ISLAMABAD, Feb 19: The ruling and opposition parties spoke with one voice in the National Assembly on Monday against a recent wave of suicide bombings and called for a better law and order in the country, but failed to remedy their own disorder that once again cut short house proceedings for lacking quorum.

The house unanimously passed what were described as two jointly drafted resolutions, one of them expressing the members’ concern over the violence they linked to “internal and external conspiracies” and the other calling for a halt to excavations near the Al-Aqsa mosque in Jerusalem by Israeli archaeologists.

But the unanimity in the two drafts was in sharp contrast to what otherwise happened in the troubled house – announced and unannounced opposition walkouts and the ruling coalition’s failure to maintain the quorum – before Speaker Chaudhry Amir Hussain adjourned the proceedings until 9am on Tuesday after two head counts showed not enough members were present to enable a government minister to move a scheduled bill.

After it began its present session on Jan 6, the 342-seat house kept the quorum of its one-fourth or 86 members only on Thursday that the government used to rush through a record four bills for a single day. All other 10 sittings had lacked quorum, though it was not pointed out on the opening day when the house was adjourned without taking up any business to mourn the recent death of an opposition member.

On Monday, the People’s Party Parliamentarians boycotted the remainder of the day after the question hour to protest against what it called the failure of police to register an FIR about gunfire on one of its assembly members, Azra Fazal Pechuhu, during a by-election for a Sindh provincial assembly seat in Jamshoro on Feb 10.

Minister of State for Interior Zafar Iqbal Warraich, quoting

information from the Jamshoro district police chief, told the house that the FIR had not been registered because Dr Azra, a sister-in-law of former prime minister Benazir Bhutto, had filed a petition before the sessions court there instead of reporting the matter to the concerned police station, which he said was awaiting the court order in the matter.But Dr Azra said she went to the sessions court after the district police chief and the local station house officer failed to register the FIR because a provincial minister, Altaf Unar, was named for the shooting on her bullet-proof car that she said was aimed to kill her.

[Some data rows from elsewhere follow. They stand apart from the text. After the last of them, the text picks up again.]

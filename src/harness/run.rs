//! Step interpretation and run execution.
//!
//! The interpreter is strictly sequential: no step begins before the
//! previous one's side effects (including any quality-gate evaluation)
//! complete. A driver failure is not a step outcome; it aborts the
//! remaining steps and surfaces as a run-level failure.

use std::path::PathBuf;

use crate::driver::PageDriver;
use crate::gate::QualityGate;
use crate::harness::plan::{RunMode, RunPlan};
use crate::harness::types::{HarnessError, HarnessResult, RunConfig};
use crate::report::Reporter;
use crate::runner::{CaptureRecord, RunResult, Verdict};
use crate::script::Step;
use crate::session::ShotDir;

/// Execute an ordered step sequence against one page session.
///
/// Capture records accumulate into `captures` so the caller keeps whatever
/// was captured even when a later step aborts the run.
pub fn run_steps(
    steps: &[Step],
    driver: &mut dyn PageDriver,
    gate: Option<&QualityGate>,
    shots: &ShotDir,
    captures: &mut Vec<CaptureRecord>,
    reporter: &mut dyn Reporter,
) -> HarnessResult<()> {
    for step in steps {
        match step {
            Step::Wait { ms } => {
                reporter.progress(&format!("timeout: {}", ms));
                driver.wait(*ms)?;
            }

            Step::Capture { reference } => {
                let shot_path = shots.shot_path(reference);
                reporter.progress(&format!("screenshot: {}", shot_path.display()));
                reporter.progress(&format!(
                    "  ref: {}",
                    if reference.is_empty() { "(none)" } else { reference.as_str() }
                ));
                reporter.progress(&format!("  calc_psnr: {}", gate.is_some()));

                driver.screenshot(&shot_path)?;

                let (reference_path, verdict) = match gate {
                    Some(gate) => {
                        let reference_path = PathBuf::from(reference);
                        let verdict = gate.evaluate(&shot_path, &reference_path);
                        if let Some(detail) = &verdict.detail {
                            if verdict.passed {
                                reporter.progress(detail);
                            } else {
                                reporter.progress(&format!("failed: {}", detail));
                            }
                        }
                        (Some(reference_path), verdict)
                    }
                    None => (None, Verdict::pass()),
                };

                captures.push(CaptureRecord {
                    label: reference.clone(),
                    screenshot_path: shot_path,
                    reference_path,
                    verdict,
                });
            }

            Step::Click { x, y } => {
                reporter.progress(&format!("mouse.click: ({}, {})", x, y));
                driver.click(*x, *y)?;
            }

            Step::Unknown { index } => {
                reporter.warn(&format!("ignored unknown step at {}", index));
            }
        }
    }

    Ok(())
}

/// Execute a resolved plan against a page session.
///
/// Navigates once, runs the interpreter, tears down the session on every
/// exit path, writes the run manifest, and aggregates per-capture verdicts
/// into the run result.
pub fn run_plan(
    plan: &RunPlan,
    driver: &mut dyn PageDriver,
    reporter: &mut dyn Reporter,
) -> RunResult {
    match plan.mode {
        RunMode::Scripted => reporter.progress("script execution mode..."),
        RunMode::SingleShot => reporter.progress("single-shot mode..."),
    }

    if let Err(err) = plan.shots.init() {
        return RunResult::rejected(HarnessError::Io(err).to_string());
    }

    let gate = plan.calc_psnr.then(QualityGate::new);
    let mut captures = Vec::new();

    let outcome = driver
        .navigate(&plan.target)
        .map_err(HarnessError::Driver)
        .and_then(|()| {
            run_steps(
                &plan.steps,
                driver,
                gate.as_ref(),
                &plan.shots,
                &mut captures,
                reporter,
            )
        });

    // Teardown happens regardless of how interpretation ended.
    if let Err(err) = driver.close() {
        reporter.warn(&format!("session teardown failed: {}", err));
    }

    let result = match outcome {
        Ok(()) => RunResult::from_captures(captures),
        Err(err) => RunResult::aborted(err.to_string(), captures),
    };

    if let Err(err) = plan.shots.write_manifest(&result) {
        reporter.warn(&format!("could not write run manifest: {}", err));
    }

    result
}

/// Resolve a configuration and execute the resulting plan.
///
/// A configuration error rejects the run without touching the driver.
pub fn execute(
    config: &RunConfig,
    driver: &mut dyn PageDriver,
    reporter: &mut dyn Reporter,
) -> RunResult {
    match RunPlan::resolve(config) {
        Ok(plan) => run_plan(&plan, driver, reporter),
        Err(err) => RunResult::rejected(err.to_string()),
    }
}

#[cfg(test)]
mod tests {
    use super::*;
    use crate::driver::{MockPage, PageCall};
    use crate::report::RecordingReporter;
    use pretty_assertions::assert_eq;

    fn shots_in(dir: &std::path::Path) -> ShotDir {
        let shots = ShotDir::in_dir(dir);
        shots.init().unwrap();
        shots
    }

    #[test]
    fn test_steps_execute_in_order() {
        let tmp = tempfile::tempdir().unwrap();
        let shots = shots_in(tmp.path());
        let mut page = MockPage::new();
        let mut reporter = RecordingReporter::new();
        let mut captures = Vec::new();

        let steps = vec![
            Step::Wait { ms: 10 },
            Step::Capture {
                reference: "a.png".to_string(),
            },
            Step::Click { x: 1, y: 2 },
            Step::Capture {
                reference: "b.png".to_string(),
            },
        ];

        run_steps(&steps, &mut page, None, &shots, &mut captures, &mut reporter).unwrap();

        assert_eq!(
            page.calls,
            vec![
                PageCall::Wait(10),
                PageCall::Screenshot(shots.shot_path("a.png")),
                PageCall::Click(1, 2),
                PageCall::Screenshot(shots.shot_path("b.png")),
            ]
        );
        assert_eq!(captures.len(), 2);
        assert!(captures.iter().all(|c| c.verdict.passed));
    }

    #[test]
    fn test_gate_disabled_every_capture_passes() {
        let tmp = tempfile::tempdir().unwrap();
        let shots = shots_in(tmp.path());
        let mut page = MockPage::new();
        let mut reporter = RecordingReporter::new();
        let mut captures = Vec::new();

        let steps = vec![Step::Capture {
            reference: "anything.png".to_string(),
        }];

        run_steps(&steps, &mut page, None, &shots, &mut captures, &mut reporter).unwrap();

        assert!(captures[0].verdict.passed);
        assert!(captures[0].reference_path.is_none());
    }

    #[test]
    fn test_unknown_step_warns_and_continues() {
        let tmp = tempfile::tempdir().unwrap();
        let shots = shots_in(tmp.path());
        let mut page = MockPage::new();
        let mut reporter = RecordingReporter::new();
        let mut captures = Vec::new();

        let steps = vec![
            Step::Unknown { index: 0 },
            Step::Wait { ms: 5 },
        ];

        run_steps(&steps, &mut page, None, &shots, &mut captures, &mut reporter).unwrap();

        assert_eq!(reporter.warnings, vec!["ignored unknown step at 0"]);
        assert_eq!(page.calls, vec![PageCall::Wait(5)]);
        assert!(captures.is_empty());
    }

    #[test]
    fn test_driver_error_aborts_remaining_steps() {
        let tmp = tempfile::tempdir().unwrap();
        let shots = shots_in(tmp.path());
        let mut page = MockPage {
            fail_screenshot: true,
            ..MockPage::default()
        };
        let mut reporter = RecordingReporter::new();
        let mut captures = Vec::new();

        let steps = vec![
            Step::Capture {
                reference: "a.png".to_string(),
            },
            Step::Click { x: 1, y: 1 },
        ];

        let err =
            run_steps(&steps, &mut page, None, &shots, &mut captures, &mut reporter).unwrap_err();

        assert!(matches!(err, HarnessError::Driver(_)));
        // The click after the failed capture never ran.
        assert_eq!(
            page.calls,
            vec![PageCall::Screenshot(shots.shot_path("a.png"))]
        );
        assert!(captures.is_empty());
    }

    #[test]
    fn test_gate_verdicts_recorded_per_capture() {
        let tmp = tempfile::tempdir().unwrap();
        let shots = shots_in(tmp.path());
        let mut page = MockPage::new();
        let mut reporter = RecordingReporter::new();
        let mut captures = Vec::new();

        // Deterministic metric keyed on the reference name.
        let gate = QualityGate::with_metric(Box::new(|_, reference| {
            Ok(if reference.to_string_lossy().contains("good") {
                30.0
            } else {
                10.0
            })
        }));

        let steps = vec![
            Step::Capture {
                reference: "good.png".to_string(),
            },
            Step::Capture {
                reference: "bad.png".to_string(),
            },
        ];

        run_steps(
            &steps,
            &mut page,
            Some(&gate),
            &shots,
            &mut captures,
            &mut reporter,
        )
        .unwrap();

        assert!(captures[0].verdict.passed);
        assert!(!captures[1].verdict.passed);
    }
}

PPP members stormed out of the house in protest while, on a query form the chair, both sides were arguing whether an FIR could be registered without a formal complaint to a police station by an aggrieved party.

PPP secretary-general Raja Pervez Ashraf later told a news conference that his party members would boycott the proceedings every day after the question hour until an FIR about the Feb 10 attack was registered.

Members of the Muttahida Majlis-i-Amal staged an unannounced walkout after one of them persuaded the speaker to ask a government minister and another ruling coalition member to bring the PPP back to the house.

Only three PPP members returned and one of them pointed out the lack of quorum just as Science and Technology Minister Chaudhry Noraiz Shakoor Khan stood up to move for taking up the National Institute of Oceanography Bill to provide for the establishment of a National Institute of Oceanography as recommended by a joint mediation committee of both houses of parliament.The chair suspended the house after the first count and adjourned it until Tuesday after a second count showed only 76 members were present, 10 short of the quorum.

The resolution on the law and order, moved by MMA member Qari Gul Rehman, condemned “the increasing incidents of terrorism and sabotage as a whole and particularly the incidents of suicide bombing in Quetta, Peshawar, and Islamabad” and said “every citizen of Pakistan is perturbed at the internal and external conspiracies to destabilise the country and destroy peace”.

It said killing innocent people by suicide bombings “is not only inhuman but also un-Islamic” and demanded that the government take “concrete and cogent measures to maintain law and order and address the causes of terrorism and hidden motives behind these acts”.

The second resolution, moved by Parliamentary Affairs Minister Sher Afgan Niazi, condemned what it described as damages caused to the Al-Aqsa mosque and said the act was part of a “Jewish conspiracy” to demolish the mosque and had hurt the feelings of and amounted to a challenge to the whole Muslim world.

“This session of the National Assembly demands of Israel to immediately stop the digging process and compensate for the damages caused to the mosque,” it said.

The resolution also demanded calling an immediate summit meeting of the Organisation of Islamic Conference to take up the matter and evolve an “effective future course of action”.